Coffee and chocolate are often compared thanks to the overlap between their growing regions and the similarities in flavor notes. Both coffee and cacao share a huge flavor profile; over 600 aromatic compounds in cacao and more than 1000 in coffee! Let’s dig into more similarities and differences between the two gorgeous plants!
Coffee and cacao come obviously from two very different plants, from two different continents. Cocoa comes from Theobroma cacao also known as ‘fruit of the gods’- an evergreen tree with fruits and flowers growing directly on its trunk. An oblong fruit, called a pod, differs in size, depending on species and is as colorful as one can imagine (red, yellow, purple, mixed colors) and each pod contains 20-60 cocoa beans, surrounded by sugary and fragrant pulp. Approximately 7-14 pods are necessary to produce 450 grams of cocoa beans. Just to remind, coffee beans come from coffee cherries that produce two beans per cherry.
Just like coffee trees, cacao flourishes in cocoa belt: along or near the Equator in Latin America, the tropics of western Africa, Asia and India. Originaly, Lower Amazon (South America) is home to cacao, yet now is best grown in Africa. And coffee comes from Africa and Arabia (Ethiopia and Yemen), and now is best grown in South America, kind of a switch there, but it works. 😊
Coffee has two main species: Arabica and Robusta, from which various varieties have developed over time (e.g. Caturra, Typica, Bourbon, Castillo). Cocoa beans also have different varietals – researchers are still finding new genetics, but now we know that there are more than 10 major families of cacao (before cacao was classified into only 3 varieties/genetics – Criollo/Forastero/Trinitario). And CCN-51, which is a clone with high yield, great resistance to diseases. Criollo is delicate, fine, more expensive, white beans but less productive. Forastero is more disease resistant, heartier yet poorer quality. Trinitario is the Goldilocks in-between. Each varietal has unique characteristics in terms of appearance and especially flavor. Importantly, every step of the process has influence over its end-flavor. The main guys are: genetics, terroir and fermentation at origin, and roasting and conching (just for chocolate). Even transportation and storing will have an impact.

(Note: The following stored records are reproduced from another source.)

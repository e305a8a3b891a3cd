//! Pricing data: schema validation, the per-provider pricing document
//! shape, and currency conversion (USD is the only currency the
//! pricing collaborator publishes rates in; everything else is
//! converted at read time).

use std::collections::BTreeMap;

use jsonschema::JSONSchema;
use once_cell::sync::Lazy;
use serde_json::Value;

use crate::error::OptimizerError;

/// A pricing+parameter identity for one optimizer query: devices,
/// message size, interval, hot/cool/archive retention, optimization
/// flags, currency. Two queries with the same fingerprint against the
/// same pricing snapshot always produce the same cheapest path.
#[derive(Debug, Clone, PartialEq)]
pub struct ResourceFingerprint {
    pub number_of_devices: u32,
    pub average_message_size_kb: f64,
    pub device_sending_interval_minutes: f64,
    pub hot_storage_days: u32,
    pub cool_storage_days: u32,
    pub archive_storage_days: u32,
    pub optimization_flags_hash: u64,
    pub currency: String,
}

fn pricing_schema() -> &'static Value {
    static SCHEMA: Lazy<Value> = Lazy::new(|| {
        serde_json::json!({
            "type": "object",
            "required": ["lambda", "dynamoDB", "s3", "iotCore", "grafana"],
            "properties": {
                "lambda": {"type": "object", "required": ["requestPrice", "durationPrice", "freeRequests", "freeComputeTime"]},
                "dynamoDB": {"type": "object", "required": ["writePrice", "readPrice", "storagePrice"]},
                "s3": {"type": "object"},
                "iotCore": {"type": "object", "required": ["messageTiers"]},
                "grafana": {"type": "object", "required": ["editorPrice", "viewerPrice"]},
            },
        })
    });
    &SCHEMA
}

fn azure_pricing_schema() -> &'static Value {
    static SCHEMA: Lazy<Value> = Lazy::new(|| {
        serde_json::json!({
            "type": "object",
            "required": ["functions", "cosmosDB", "blobStorage", "iotHub", "grafana"],
        })
    });
    &SCHEMA
}

fn gcp_pricing_schema() -> &'static Value {
    static SCHEMA: Lazy<Value> = Lazy::new(|| {
        serde_json::json!({
            "type": "object",
            "required": ["cloudFunctions", "firestore", "cloudStorage", "pubsub"],
        })
    });
    &SCHEMA
}

/// Validates one provider's pricing document against its schema,
/// returning the list of missing/mismatched pointers rather than just
/// pass/fail, so the caller's error can name exactly what to fetch.
pub fn validate_pricing_schema(provider: crate::providers::ProviderKind, pricing: &Value) -> Result<(), OptimizerError> {
    let schema_value = match provider {
        crate::providers::ProviderKind::Aws => pricing_schema(),
        crate::providers::ProviderKind::Azure => azure_pricing_schema(),
        crate::providers::ProviderKind::Gcp => gcp_pricing_schema(),
    };
    let compiled = JSONSchema::compile(schema_value).expect("static pricing schema is valid JSON Schema");
    let result = compiled.validate(pricing);
    if let Err(errors) = result {
        let missing_keys: Vec<String> = errors.map(|e| e.to_string()).collect();
        return Err(OptimizerError::PricingSchema {
            provider: provider.to_string(),
            missing_keys,
        });
    }
    Ok(())
}

/// Quantizes a value to 12 decimal places using integer-scaled
/// rounding, matching the original's `Decimal(str(x)).quantize(Decimal("0.000000000001"))`
/// without pulling in a decimal crate: scale by 10^12, round to the
/// nearest integer, then scale back down.
pub fn quantize12(value: f64) -> f64 {
    const SCALE: f64 = 1_000_000_000_000.0;
    (value * SCALE).round() / SCALE
}

/// Recursively multiplies every numeric leaf in a JSON cost report by
/// `rate`, quantizing to 12 decimal places. Structure (keys, array
/// order) is preserved exactly.
fn convert_recursive(value: &Value, rate: f64) -> Value {
    match value {
        Value::Object(map) => Value::Object(map.iter().map(|(k, v)| (k.clone(), convert_recursive(v, rate))).collect()),
        Value::Array(items) => Value::Array(items.iter().map(|v| convert_recursive(v, rate)).collect()),
        Value::Number(n) => {
            if let Some(f) = n.as_f64() {
                serde_json::json!(quantize12(f * rate))
            } else {
                value.clone()
            }
        }
        other => other.clone(),
    }
}

/// Converts a cost report from USD into `currency`. On any failure to
/// obtain a rate, falls back to leaving the report in USD and returns
/// `Ok` with the unconverted value plus a `currency` field of `"USD"` —
/// never an error — failure to convert falls back to USD with a
/// warning, never an exception.
pub fn convert_currency(report: &Value, currency: &str, rates: &BTreeMap<String, f64>) -> (Value, String) {
    if currency.eq_ignore_ascii_case("USD") {
        return (report.clone(), "USD".to_string());
    }
    match rates.get(&currency.to_uppercase()) {
        Some(rate) => (convert_recursive(report, *rate), currency.to_uppercase()),
        None => {
            tracing::warn!(currency, "no exchange rate available, reporting cost in USD");
            (report.clone(), "USD".to_string())
        }
    }
}

#[cfg(test)]
mod tests {
    use super::*;
    use serde_json::json;

    #[test]
    fn quantize12_rounds_to_twelve_places() {
        let value = 1.0 / 3.0;
        let rounded = quantize12(value);
        let as_str = format!("{rounded:.13}");
        assert!(as_str.starts_with("0.3333333333333") || as_str.starts_with("0.333333333333"));
    }

    #[test]
    fn currency_round_trip_preserves_structure() {
        let report = json!({"l1": {"totalMonthlyCost": 100.0, "breakdown": {"iot": 40.0, "lambda": 60.0}}});
        let mut rates = BTreeMap::new();
        rates.insert("EUR".to_string(), 0.92);
        let (converted, currency) = convert_currency(&report, "EUR", &rates);
        assert_eq!(currency, "EUR");
        assert_eq!(converted["l1"]["totalMonthlyCost"], json!(quantize12(92.0)));
    }

    #[test]
    fn unknown_currency_falls_back_to_usd_without_erroring() {
        let report = json!({"totalMonthlyCost": 10.0});
        let rates = BTreeMap::new();
        let (converted, currency) = convert_currency(&report, "JPY", &rates);
        assert_eq!(currency, "USD");
        assert_eq!(converted, report);
    }

    #[test]
    fn valid_aws_pricing_passes_schema() {
        let pricing = json!({
            "lambda": {"requestPrice": 0.0, "durationPrice": 0.0, "freeRequests": 0, "freeComputeTime": 0},
            "dynamoDB": {"writePrice": 0.0, "readPrice": 0.0, "storagePrice": 0.0},
            "s3": {},
            "iotCore": {"messageTiers": []},
            "grafana": {"editorPrice": 0.0, "viewerPrice": 0.0},
        });
        assert!(validate_pricing_schema(crate::providers::ProviderKind::Aws, &pricing).is_ok());
    }

    #[test]
    fn pricing_missing_required_key_is_rejected() {
        let pricing = json!({"lambda": {}});
        assert!(validate_pricing_schema(crate::providers::ProviderKind::Aws, &pricing).is_err());
    }
}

Additionally, chocolate and coffee differ in its description usage of “dark”. For chocolate, a “dark” chocolate is a reference to the ratio of cocoa solids to other ingredients. Thus the higher the concentration of cocoa solids and cocoa butter, the more “dark” it is. Craft chocolate bar is made using very few ingredients, sometimes only two: cocoa and sugar. However, when talking about coffee, “dark” means the type of roast. A dark roast means the coffee was over roasted to achieve a specific flavor profile, such as smokey, burnt and caramel tasting notes. A light roast means that the coffee was a bit less roasted and preserves flavors of the bean’s origin like the fruity and floral notes.